Task statement:
Repeat exactly, and only, the lines below starting at the line that contains "tags already applied" and ending at the line that contains "use super::stats::DeploymentStats;", inclusive of both.

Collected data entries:
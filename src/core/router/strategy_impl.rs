//! Routing strategy pickers
//!
//! Pure selection policies over candidate snapshots. Each picker takes
//! the eligible candidates (cooldown, budgets, and tags already applied
//! by the prelude) and returns the index of its choice. Deterministic
//! given the same inputs, except where randomness is explicit.

use super::deployment::Deployment;
use super::stats::DeploymentStats;
use rand::Rng;

/// An eligible deployment paired with its stats snapshot
#[derive(Debug, Clone)]
pub struct Candidate {
    /// The deployment
    pub deployment: Deployment,
    /// Stats copied out of the store at selection time
    pub stats: DeploymentStats,
}

/// Weighted reservoir pick (simple-shuffle)
///
/// Each candidate draws a key `r^(1/w)` with `w = max(weight, 1)` and
/// `r` uniform in (0, 1]; the largest key wins. Equal weights fall back
/// to a uniform draw.
pub fn simple_shuffle(candidates: &[Candidate]) -> usize {
    debug_assert!(!candidates.is_empty());
    if candidates.len() == 1 {
        return 0;
    }

    let mut rng = rand::thread_rng();
    let first_weight = candidates[0].deployment.config.weight.max(1);
    let all_equal = candidates
        .iter()
        .all(|c| c.deployment.config.weight.max(1) == first_weight);
    if all_equal {
        return rng.gen_range(0..candidates.len());
    }

    let mut best = 0;
    let mut best_key = f64::MIN;
    for (index, candidate) in candidates.iter().enumerate() {
        let weight = candidate.deployment.config.weight.max(1) as f64;
        let r: f64 = rng.gen_range(f64::EPSILON..=1.0);
        let key = r.powf(1.0 / weight);
        if key > best_key {
            best_key = key;
            best = index;
        }
    }
    best
}

/// Round-robin pick from a monotonic counter value
pub fn round_robin(counter: u64, candidates: &[Candidate]) -> usize {
    debug_assert!(!candidates.is_empty());
    (counter % candidates.len() as u64) as usize
}

/// Smallest EWMA latency; ties broken by in-flight count, then id
///
/// Candidates with no samples get a virtual latency of zero so new
/// deployments are probed.
pub fn lowest_latency(candidates: &[Candidate]) -> usize {
    debug_assert!(!candidates.is_empty());
    let mut best = 0;
    for index in 1..candidates.len() {
        let challenger = &candidates[index];
        let incumbent = &candidates[best];
        let challenger_key = (
            virtual_latency(&challenger.stats),
            challenger.stats.active_requests,
            challenger.deployment.id.as_str(),
        );
        let incumbent_key = (
            virtual_latency(&incumbent.stats),
            incumbent.stats.active_requests,
            incumbent.deployment.id.as_str(),
        );
        if challenger_key.partial_cmp(&incumbent_key) == Some(std::cmp::Ordering::Less) {
            best = index;
        }
    }
    best
}

fn virtual_latency(stats: &DeploymentStats) -> f64 {
    if stats.has_latency_samples() {
        stats.ewma_latency_ms
    } else {
        0.0
    }
}

/// Fewest in-flight requests; ties broken by EWMA latency, then id
pub fn least_busy(candidates: &[Candidate]) -> usize {
    debug_assert!(!candidates.is_empty());
    let mut best = 0;
    for index in 1..candidates.len() {
        let challenger = &candidates[index];
        let incumbent = &candidates[best];
        let challenger_key = (
            challenger.stats.active_requests,
            challenger.stats.ewma_latency_ms,
            challenger.deployment.id.as_str(),
        );
        let incumbent_key = (
            incumbent.stats.active_requests,
            incumbent.stats.ewma_latency_ms,
            incumbent.deployment.id.as_str(),
        );
        if challenger_key.partial_cmp(&incumbent_key) == Some(std::cmp::Ordering::Less) {
            best = index;
        }
    }
    best
}

/// Smallest current-minute TPM ratio; unlimited deployments read as zero
pub fn lowest_tpm_rpm(candidates: &[Candidate]) -> usize {
    debug_assert!(!candidates.is_empty());
    let ratio = |candidate: &Candidate| -> f64 {
        let limit = candidate.deployment.config.tpm_limit;
        if limit == 0 {
            0.0
        } else {
            candidate.stats.current_minute_tpm as f64 / limit as f64
        }
    };

    let mut best = 0;
    for index in 1..candidates.len() {
        let challenger = (ratio(&candidates[index]), candidates[index].deployment.id.as_str());
        let incumbent = (ratio(&candidates[best]), candidates[best].deployment.id.as_str());
        if challenger.partial_cmp(&incumbent) == Some(std::cmp::Ordering::Less) {
            best = index;
        }
    }
    best
}

/// Cheapest projected cost for this request
///
/// `projected = input_tokens * prompt_rate + expected_output * completion_rate`,
/// with per-1k rates from the deployment config.
pub fn lowest_cost(candidates: &[Candidate], input_tokens: u64, expected_output: u64) -> usize {
    debug_assert!(!candidates.is_empty());
    let projected = |candidate: &Candidate| -> f64 {
        let config = &candidate.deployment.config;
        input_tokens as f64 / 1000.0 * config.cost_per_1k_prompt
            + expected_output as f64 / 1000.0 * config.cost_per_1k_completion
    };

    let mut best = 0;
    for index in 1..candidates.len() {
        let challenger = (projected(&candidates[index]), candidates[index].deployment.id.as_str());
        let incumbent = (projected(&candidates[best]), candidates[best].deployment.id.as_str());
        if challenger.partial_cmp(&incumbent) == Some(std::cmp::Ordering::Less) {
            best = index;
        }
    }
    best
}

/// Tag filter for the tag-based strategy
///
/// Keeps candidates whose tags intersect the request tags; when the
/// intersection is empty everywhere, prefers candidates tagged
/// `default`. Returns indices into the input slice.
pub fn tag_filter(candidates: &[Candidate], request_tags: &[String]) -> Vec<usize> {
    if request_tags.is_empty() {
        return (0..candidates.len()).collect();
    }

    let intersecting: Vec<usize> = candidates
        .iter()
        .enumerate()
        .filter(|(_, c)| c.deployment.config.has_any_tag(request_tags))
        .map(|(index, _)| index)
        .collect();
    if !intersecting.is_empty() {
        return intersecting;
    }

    candidates
        .iter()
        .enumerate()
        .filter(|(_, c)| c.deployment.config.has_tag("default"))
        .map(|(index, _)| index)
        .collect()
}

Answer to this problem:
//! the eligible candidates (cooldown, budgets, and tags already applied
//! by the prelude) and returns the index of its choice. Deterministic
//! given the same inputs, except where randomness is explicit.

use super::deployment::Deployment;
use super::stats::DeploymentStats;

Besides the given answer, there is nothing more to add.